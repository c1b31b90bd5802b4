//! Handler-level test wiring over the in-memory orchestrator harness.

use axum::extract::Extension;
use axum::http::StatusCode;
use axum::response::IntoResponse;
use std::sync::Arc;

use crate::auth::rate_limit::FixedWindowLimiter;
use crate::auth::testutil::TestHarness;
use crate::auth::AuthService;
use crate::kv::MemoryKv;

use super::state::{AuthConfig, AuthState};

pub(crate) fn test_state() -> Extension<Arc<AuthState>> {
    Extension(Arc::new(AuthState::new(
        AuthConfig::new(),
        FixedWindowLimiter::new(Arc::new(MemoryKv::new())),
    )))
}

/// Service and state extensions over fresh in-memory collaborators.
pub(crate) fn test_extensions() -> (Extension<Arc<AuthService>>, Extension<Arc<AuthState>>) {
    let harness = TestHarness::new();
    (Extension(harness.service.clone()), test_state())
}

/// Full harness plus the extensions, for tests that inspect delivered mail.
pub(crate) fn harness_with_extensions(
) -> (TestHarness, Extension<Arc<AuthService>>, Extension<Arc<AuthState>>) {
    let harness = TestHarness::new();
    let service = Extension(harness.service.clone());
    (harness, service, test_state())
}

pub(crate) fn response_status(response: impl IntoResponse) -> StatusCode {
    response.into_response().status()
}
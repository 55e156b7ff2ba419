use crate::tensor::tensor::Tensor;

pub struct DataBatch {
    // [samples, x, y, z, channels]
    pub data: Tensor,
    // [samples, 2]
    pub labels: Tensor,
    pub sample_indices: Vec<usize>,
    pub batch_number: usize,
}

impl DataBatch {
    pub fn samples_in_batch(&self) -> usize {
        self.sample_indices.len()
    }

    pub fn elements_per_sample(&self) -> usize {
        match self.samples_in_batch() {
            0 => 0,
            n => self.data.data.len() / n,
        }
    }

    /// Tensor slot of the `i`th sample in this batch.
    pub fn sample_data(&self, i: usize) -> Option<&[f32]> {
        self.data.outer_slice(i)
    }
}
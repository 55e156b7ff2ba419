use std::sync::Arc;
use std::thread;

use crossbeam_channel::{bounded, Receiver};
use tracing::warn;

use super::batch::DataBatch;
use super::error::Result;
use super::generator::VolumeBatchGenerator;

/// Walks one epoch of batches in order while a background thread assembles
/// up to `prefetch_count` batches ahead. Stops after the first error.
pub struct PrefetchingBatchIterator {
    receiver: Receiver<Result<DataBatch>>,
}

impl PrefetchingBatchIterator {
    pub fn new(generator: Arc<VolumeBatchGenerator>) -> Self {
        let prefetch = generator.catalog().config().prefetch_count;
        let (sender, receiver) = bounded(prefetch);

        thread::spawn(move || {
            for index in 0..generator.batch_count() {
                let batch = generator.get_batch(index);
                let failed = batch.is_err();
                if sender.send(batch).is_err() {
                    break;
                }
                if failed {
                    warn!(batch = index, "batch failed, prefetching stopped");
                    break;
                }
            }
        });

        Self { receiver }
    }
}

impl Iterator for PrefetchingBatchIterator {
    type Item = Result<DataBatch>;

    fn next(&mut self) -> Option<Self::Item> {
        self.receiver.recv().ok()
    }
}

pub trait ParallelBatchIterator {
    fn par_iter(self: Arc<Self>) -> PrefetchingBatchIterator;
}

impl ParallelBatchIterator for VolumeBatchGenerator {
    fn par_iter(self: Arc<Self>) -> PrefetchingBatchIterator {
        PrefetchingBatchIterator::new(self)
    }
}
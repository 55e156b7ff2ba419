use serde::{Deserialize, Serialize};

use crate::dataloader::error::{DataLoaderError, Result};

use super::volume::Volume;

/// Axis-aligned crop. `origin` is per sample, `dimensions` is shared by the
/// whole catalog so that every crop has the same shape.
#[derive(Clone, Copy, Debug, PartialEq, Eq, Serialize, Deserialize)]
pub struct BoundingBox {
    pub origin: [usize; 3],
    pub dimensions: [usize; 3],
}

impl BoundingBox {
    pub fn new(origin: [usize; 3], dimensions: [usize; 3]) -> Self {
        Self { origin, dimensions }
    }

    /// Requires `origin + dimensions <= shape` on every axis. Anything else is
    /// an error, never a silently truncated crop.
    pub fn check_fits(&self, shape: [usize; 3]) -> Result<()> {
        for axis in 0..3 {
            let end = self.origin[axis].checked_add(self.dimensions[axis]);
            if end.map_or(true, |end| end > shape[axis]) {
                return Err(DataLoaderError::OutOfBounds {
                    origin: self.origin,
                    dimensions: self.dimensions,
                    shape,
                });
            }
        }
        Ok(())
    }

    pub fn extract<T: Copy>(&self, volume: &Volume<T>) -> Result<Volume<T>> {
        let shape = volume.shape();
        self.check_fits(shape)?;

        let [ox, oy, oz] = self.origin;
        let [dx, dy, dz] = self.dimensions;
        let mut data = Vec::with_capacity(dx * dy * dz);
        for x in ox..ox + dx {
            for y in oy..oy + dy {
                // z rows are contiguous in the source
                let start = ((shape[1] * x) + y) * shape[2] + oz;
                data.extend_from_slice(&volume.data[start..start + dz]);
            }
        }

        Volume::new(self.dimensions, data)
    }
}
--
[EXERCISE]: Out of the material above, output word for word the line with "shared by the", the line with "let start = ((shape[1]", and all lines between them, with nothing else.

[ANSWER TO THE PROBLEM]:
/// Axis-aligned crop. `origin` is per sample, `dimensions` is shared by the
/// whole catalog so that every crop has the same shape.
#[derive(Clone, Copy, Debug, PartialEq, Eq, Serialize, Deserialize)]
pub struct BoundingBox {
    pub origin: [usize; 3],
    pub dimensions: [usize; 3],
}

impl BoundingBox {
    pub fn new(origin: [usize; 3], dimensions: [usize; 3]) -> Self {
        Self { origin, dimensions }
    }

    /// Requires `origin + dimensions <= shape` on every axis. Anything else is
    /// an error, never a silently truncated crop.
    pub fn check_fits(&self, shape: [usize; 3]) -> Result<()> {
        for axis in 0..3 {
            let end = self.origin[axis].checked_add(self.dimensions[axis]);
            if end.map_or(true, |end| end > shape[axis]) {
                return Err(DataLoaderError::OutOfBounds {
                    origin: self.origin,
                    dimensions: self.dimensions,
                    shape,
                });
            }
        }
        Ok(())
    }

    pub fn extract<T: Copy>(&self, volume: &Volume<T>) -> Result<Volume<T>> {
        let shape = volume.shape();
        self.check_fits(shape)?;

        let [ox, oy, oz] = self.origin;
        let [dx, dy, dz] = self.dimensions;
        let mut data = Vec::with_capacity(dx * dy * dz);
        for x in ox..ox + dx {
            for y in oy..oy + dy {
                // z rows are contiguous in the source
                let start = ((shape[1] * x) + y) * shape[2] + oz;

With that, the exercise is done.